* [Task instructions]:
For the listing below, show each line that includes the string "seconds".

Start of Data shown

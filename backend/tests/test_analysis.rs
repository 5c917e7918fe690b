//! Tests for batch analysis
//!
//! Runs real batches and checks the aggregate figures: Little's Law,
//! bottleneck detection, the cost model and the summary totals.

use assembly_line_core::{
    Analyzer, ReplicationRunner, SimulationConfig, SimulationError, StationConfig, Summary,
};

/// A stable three-stage line: no defects, no breakdowns, every station
/// well below saturation
fn stable_line() -> SimulationConfig {
    let mut config = SimulationConfig::new(
        vec![
            StationConfig::new("Cut", 1, 20.0, 3.0, 15.0).unwrap(),
            StationConfig::new("Weld", 1, 15.0, 2.0, 15.0).unwrap(),
            StationConfig::new("Paint", 2, 30.0, 4.0, 12.0).unwrap(),
        ],
        45.0,
        500,
        8 * 3600,
    );
    config.replications = 10;
    config.buffer_capacity = 50;
    config.base_seed = 42;
    config
}

fn analyze(config: SimulationConfig) -> Summary {
    ReplicationRunner::new(config)
        .unwrap()
        .run_and_analyze()
        .unwrap()
        .summary
}

#[test]
fn test_little_law_holds_on_stable_line() {
    let summary = analyze(stable_line());

    assert_eq!(summary.replicas, 10);
    assert_eq!(summary.truncated_replicas, 0);
    assert_eq!(summary.total_completed, 5000);
    assert!(
        summary.little_law.passes,
        "discrepancy {} min",
        summary.little_law_discrepancy
    );
    assert!(summary.little_law_discrepancy < 1.0);
    assert!((summary.little_law.expected_wip - summary.mean_avg_wip).abs() < 0.5);
}

#[test]
fn test_stable_line_headline_figures() {
    let summary = analyze(stable_line());

    // 500 items over 8 hours in every replica
    assert!((summary.mean_throughput - 62.5).abs() < 1e-9);
    assert_eq!(summary.throughput.std_dev, 0.0);

    // At least the sum of the mean service times
    assert!(summary.mean_cycle_time > 65.0 / 60.0);
    assert!(summary.cycle_time.min <= summary.cycle_time.mean);
    assert!(summary.cycle_time.mean <= summary.cycle_time.max);

    assert_eq!(summary.bottleneck_station, "Cut");
    assert!(summary.bottleneck.advice.is_none());
}

#[test]
fn test_laptop_line_bottleneck_is_final_test() {
    let summary = analyze(SimulationConfig::laptop_line());

    assert_eq!(summary.bottleneck_station, "Pruebas");
    assert!(summary.bottleneck.utilization_pct > 85.0);

    let advice = summary.bottleneck.advice.as_ref().unwrap();
    assert_eq!(advice.add_servers, 1);
    assert!((advice.service_time_reduction_secs - 6.0).abs() < 1e-9);
    assert!(
        (advice.add_servers_gain_pct - (100.0 - summary.bottleneck.utilization_pct) / 2.0).abs()
            < 1e-9
    );
}

#[test]
fn test_laptop_line_totals_and_defects() {
    let summary = analyze(SimulationConfig::laptop_line());

    assert_eq!(summary.total_scrapped, 0);
    assert!(summary.total_completed + summary.total_defective <= 5000);
    assert!(
        (summary.defect_rate_pct - 5.0).abs() < 1.5,
        "defect rate {}%",
        summary.defect_rate_pct
    );
    assert!(summary.max_wip as f64 >= summary.mean_avg_wip);
    assert_eq!(summary.stations.len(), 5);
}

#[test]
fn test_laptop_line_cost() {
    let summary = analyze(SimulationConfig::laptop_line());

    // (15 + 15 + 15 + 12×2 + 20) per hour × 8 h × 10 replicas
    assert!((summary.total_cost - 7120.0).abs() < 1e-9);
    assert_eq!(summary.costs.machine_hours, 80.0);
    assert!(
        (summary.cost_per_unit - summary.total_cost / summary.total_completed as f64).abs() < 1e-9
    );
}

#[test]
fn test_single_replica_summary() {
    let mut config = stable_line();
    config.replications = 1;
    let summary = analyze(config);

    assert_eq!(summary.throughput.std_dev, 0.0);
    assert_eq!(summary.cycle_time.std_dev, 0.0);
    assert_eq!(summary.cycle_time.min, summary.cycle_time.max);
}

#[test]
fn test_nothing_completed_costs_zero_per_unit() {
    let mut config = stable_line();
    config.replications = 2;
    config.defect_rate = 1.0;
    let summary = analyze(config);

    assert_eq!(summary.total_completed, 0);
    assert_eq!(summary.cost_per_unit, 0.0);
    assert_eq!(summary.mean_throughput, 0.0);
    assert_eq!(summary.little_law.implied_cycle_time_minutes, 0.0);
    assert_eq!(summary.defect_rate_pct, 100.0);
}

#[test]
fn test_empty_results_are_an_error() {
    let analyzer = Analyzer::new(&stable_line());
    assert_eq!(analyzer.analyze(&[]), Err(SimulationError::NoResults));
}

#[test]
fn test_summary_serializes_headline_fields() {
    let mut config = stable_line();
    config.replications = 2;
    let summary = analyze(config);

    let value = serde_json::to_value(&summary).unwrap();
    assert_eq!(value["bottleneck_station"], "Cut");
    assert_eq!(value["replicas"], 2);
    for field in [
        "mean_throughput",
        "mean_cycle_time",
        "little_law_discrepancy",
        "total_cost",
        "cost_per_unit",
    ] {
        assert!(value[field].is_number(), "missing {}", field);
    }
}
//! Tests for the replica engine on small, hand-checkable lines
//!
//! Each scenario is small enough to trace tick by tick, so the expected
//! figures below are exact.

use assembly_line_core::{
    BufferPolicy, Event, ReplicaEngine, SimulationConfig, StationConfig,
};

fn press(mean: f64) -> StationConfig {
    StationConfig::new("Press", 1, mean, 0.0, 12.0).unwrap()
}

fn single_station(station: StationConfig, interval: f64, arrivals: u32, horizon: u64) -> SimulationConfig {
    SimulationConfig::new(vec![station], interval, arrivals, horizon)
}

fn waits(engine: &ReplicaEngine) -> Vec<u64> {
    engine
        .event_log()
        .events_of_type("ServiceStart")
        .into_iter()
        .map(|event| match event {
            Event::ServiceStart { wait, .. } => *wait,
            _ => unreachable!(),
        })
        .collect()
}

// ============================================================================
// Scenario A: arrivals slower than service
// ============================================================================

#[test]
fn test_slow_arrivals_never_queue() {
    let config = single_station(press(10.0), 20.0, 5, 200);
    let mut engine = ReplicaEngine::new(&config, 0).unwrap();
    let result = engine.run();

    assert_eq!(result.admitted, 5);
    assert_eq!(result.completed, 5);
    assert_eq!(result.defective, 0);
    assert_eq!(result.final_wip, 0);
    assert!(!result.truncated);
    assert_eq!(result.end_time, 200);

    assert_eq!(waits(&engine), vec![0, 0, 0, 0, 0]);

    let station = result.station("Press").unwrap();
    assert_eq!(station.processed, 5);
    assert_eq!(station.avg_wait_minutes, 0.0);
    // 50 busy seconds over the 200 second horizon
    assert!((station.utilization_pct - 25.0).abs() < 1e-9);

    assert!((result.throughput_per_hour - 90.0).abs() < 1e-9);
    assert!((result.avg_cycle_time_minutes - 10.0 / 60.0).abs() < 1e-9);
}

#[test]
fn test_slow_arrivals_timeline() {
    let config = single_station(press(10.0), 20.0, 5, 200);
    let mut engine = ReplicaEngine::new(&config, 0).unwrap();
    engine.run();

    let arrivals: Vec<u64> = engine
        .event_log()
        .events_of_type("Arrival")
        .iter()
        .map(|e| e.tick())
        .collect();
    let completions: Vec<u64> = engine
        .event_log()
        .events_of_type("Completed")
        .iter()
        .map(|e| e.tick())
        .collect();

    assert_eq!(arrivals, vec![20, 40, 60, 80, 100]);
    assert_eq!(completions, vec![30, 50, 70, 90, 110]);
}

#[test]
fn test_wip_samples_match_timeline() {
    let config = single_station(press(10.0), 20.0, 5, 200);
    let mut engine = ReplicaEngine::new(&config, 0).unwrap();
    let result = engine.run();

    // Samples at t = 0, 60, 120, 180; only the t = 60 arrival is in service
    assert_eq!(engine.line().wip_samples(), &[0, 1, 0, 0]);
    assert_eq!(result.max_wip, 1);
    assert_eq!(result.avg_wip, 0.25);
}

// ============================================================================
// Scenario B: arrivals faster than service
// ============================================================================

#[test]
fn test_fast_arrivals_build_a_queue() {
    let config = single_station(press(10.0), 5.0, 5, 200);
    let mut engine = ReplicaEngine::new(&config, 0).unwrap();
    let result = engine.run();

    assert_eq!(result.completed, 5);
    assert_eq!(waits(&engine), vec![0, 5, 10, 15, 20]);

    let station = result.station("Press").unwrap();
    assert!((station.avg_wait_minutes - 10.0 / 60.0).abs() < 1e-9);

    // Cycle times 10, 15, 20, 25, 30 seconds
    assert!((result.avg_cycle_time_minutes - 20.0 / 60.0).abs() < 1e-9);
}

#[test]
fn test_fast_arrivals_keep_station_busy() {
    let config = single_station(press(10.0), 5.0, 5, 200);
    let mut engine = ReplicaEngine::new(&config, 0).unwrap();
    engine.run();

    // Starts back to back from the first arrival until the queue empties
    let starts: Vec<u64> = engine
        .event_log()
        .events_of_type("ServiceStart")
        .iter()
        .map(|e| e.tick())
        .collect();
    assert_eq!(starts, vec![5, 15, 25, 35, 45]);
    assert_eq!(engine.line().stations()[0].busy_time(), 50.0);
}

// ============================================================================
// Scenario C: a station that always breaks down
// ============================================================================

#[test]
fn test_always_failing_station_truncates() {
    let station = press(10.0).with_failures(1.0, 30.0).unwrap();
    let config = single_station(station, 20.0, 5, 200);
    let mut engine = ReplicaEngine::new(&config, 0).unwrap();
    let result = engine.run();

    assert!(result.truncated);
    assert!(engine.is_truncated());
    assert_eq!(result.end_time, 401);
    assert_eq!(result.completed, 0);
    assert_eq!(result.admitted, 5);
    assert_eq!(result.final_wip, 5);
    assert!(result.is_conserved());

    let station = result.station("Press").unwrap();
    assert_eq!(station.processed, 0);
    assert!(station.failures > 0);
    assert_eq!(station.downtime_secs, station.failures as f64 * 30.0);

    let truncations = engine.event_log().events_of_type("Truncated");
    assert_eq!(truncations.len(), 1);
    assert_eq!(truncations[0], &Event::Truncated { tick: 401, wip: 5 });
}

#[test]
fn test_failed_station_starves_downstream() {
    let config = SimulationConfig::new(
        vec![
            press(10.0).with_failures(1.0, 30.0).unwrap(),
            StationConfig::new("Pack", 1, 5.0, 0.0, 8.0).unwrap(),
        ],
        20.0,
        5,
        200,
    );
    let mut engine = ReplicaEngine::new(&config, 0).unwrap();
    let result = engine.run();

    assert!(result.truncated);
    assert_eq!(result.station("Pack").unwrap().processed, 0);
    assert_eq!(result.station("Pack").unwrap().utilization_pct, 0.0);
}

#[test]
fn test_breakdowns_are_journaled_with_repairs() {
    let station = press(10.0).with_failures(1.0, 30.0).unwrap();
    let config = single_station(station, 20.0, 1, 100);
    let mut engine = ReplicaEngine::new(&config, 0).unwrap();
    engine.run();

    let log = engine.event_log();
    let failures = log.events_of_type("StationFailure");
    let repairs = log.events_of_type("StationRepaired");

    assert_eq!(failures[0].tick(), 20);
    assert_eq!(repairs[0].tick(), 50);
    // Every failure after the first follows a repair at the same tick
    assert_eq!(failures[1].tick(), 50);
    assert!(failures.iter().all(|e| e.item_id() == Some(1)));
}

// ============================================================================
// Drain phase and buffer policy
// ============================================================================

#[test]
fn test_arrivals_continue_while_draining() {
    let config = single_station(press(60.0), 50.0, 5, 200);
    let mut engine = ReplicaEngine::new(&config, 0).unwrap();
    let result = engine.run();

    // Arrivals at 50..250; the line is still busy when the horizon passes
    assert_eq!(result.admitted, 5);
    assert_eq!(result.completed, 5);
    assert!(!result.truncated);
    assert_eq!(result.end_time, 351);
    assert!(engine.event_log().events_for_item(5)[0].tick() > 200);
}

#[test]
fn test_zero_buffer_under_backpressure_truncates() {
    let mut config = SimulationConfig::new(
        vec![press(5.0), StationConfig::new("Pack", 1, 5.0, 0.0, 8.0).unwrap()],
        20.0,
        3,
        100,
    );
    config.buffer_capacity = 0;
    config.buffer_policy = BufferPolicy::Backpressure;

    let mut engine = ReplicaEngine::new(&config, 0).unwrap();
    let result = engine.run();

    assert!(result.truncated);
    assert_eq!(result.station("Press").unwrap().processed, 0);
    assert!(engine.event_log().events_of_type("ServiceStart").is_empty());
}

#[test]
fn test_single_station_line_ignores_buffer() {
    let mut config = single_station(press(10.0), 20.0, 5, 200);
    config.buffer_capacity = 0;

    let result = ReplicaEngine::new(&config, 0).unwrap().run();
    assert_eq!(result.completed, 5);
    assert!(!result.truncated);
}

#[test]
fn test_defects_counted_separately() {
    let mut config = single_station(press(10.0), 20.0, 5, 200);
    config.defect_rate = 1.0;

    let mut engine = ReplicaEngine::new(&config, 0).unwrap();
    let result = engine.run();

    assert_eq!(result.completed, 0);
    assert_eq!(result.defective, 5);
    assert_eq!(result.throughput_per_hour, 0.0);
    assert_eq!(result.avg_cycle_time_minutes, 0.0);
    assert_eq!(engine.event_log().events_of_type("Defective").len(), 5);
}

// ============================================================================
// Ordering and determinism
// ============================================================================

#[test]
fn test_first_station_serves_in_arrival_order() {
    let config = SimulationConfig::laptop_line();
    let mut engine = ReplicaEngine::new(&config, 0).unwrap();
    engine.run();

    let started: Vec<u64> = engine
        .event_log()
        .events_for_station("Motherboard")
        .into_iter()
        .filter_map(|event| match event {
            Event::ServiceStart { item_id, .. } => Some(*item_id),
            _ => None,
        })
        .collect();

    assert_eq!(started.len(), 500);
    assert!(started.windows(2).all(|pair| pair[0] < pair[1]));
}

#[test]
fn test_same_replica_replays_identically() {
    let config = SimulationConfig::laptop_line();

    let mut first = ReplicaEngine::new(&config, 3).unwrap();
    let mut second = ReplicaEngine::new(&config, 3).unwrap();

    assert_eq!(first.run(), second.run());
    assert_eq!(first.event_log().events(), second.event_log().events());
}

#[test]
fn test_different_replicas_differ() {
    let config = SimulationConfig::laptop_line();

    let a = ReplicaEngine::new(&config, 0).unwrap().run();
    let b = ReplicaEngine::new(&config, 1).unwrap().run();

    assert_ne!(a.seed, b.seed);
    assert_ne!(a.avg_cycle_time_minutes, b.avg_cycle_time_minutes);
}

#[test]
fn test_capacity_respected_every_tick() {
    let mut config = SimulationConfig::laptop_line();
    config.horizon_secs = 2 * 3600;
    config.total_arrivals = 150;

    let mut engine = ReplicaEngine::new(&config, 0).unwrap();
    while !engine.is_drained() && engine.current_time() <= 4 * 3600 {
        engine.tick();
        for station in engine.line().stations() {
            assert!(station.in_process_len() <= station.config().capacity() as usize);
        }
        assert!(engine.line().is_reconciled());
        assert!(engine.line().buffer_len() <= config.buffer_capacity);
    }
}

End of Data shown

* [Written answer]:
    // 50 busy seconds over the 200 second horizon
    // Cycle times 10, 15, 20, 25, 30 seconds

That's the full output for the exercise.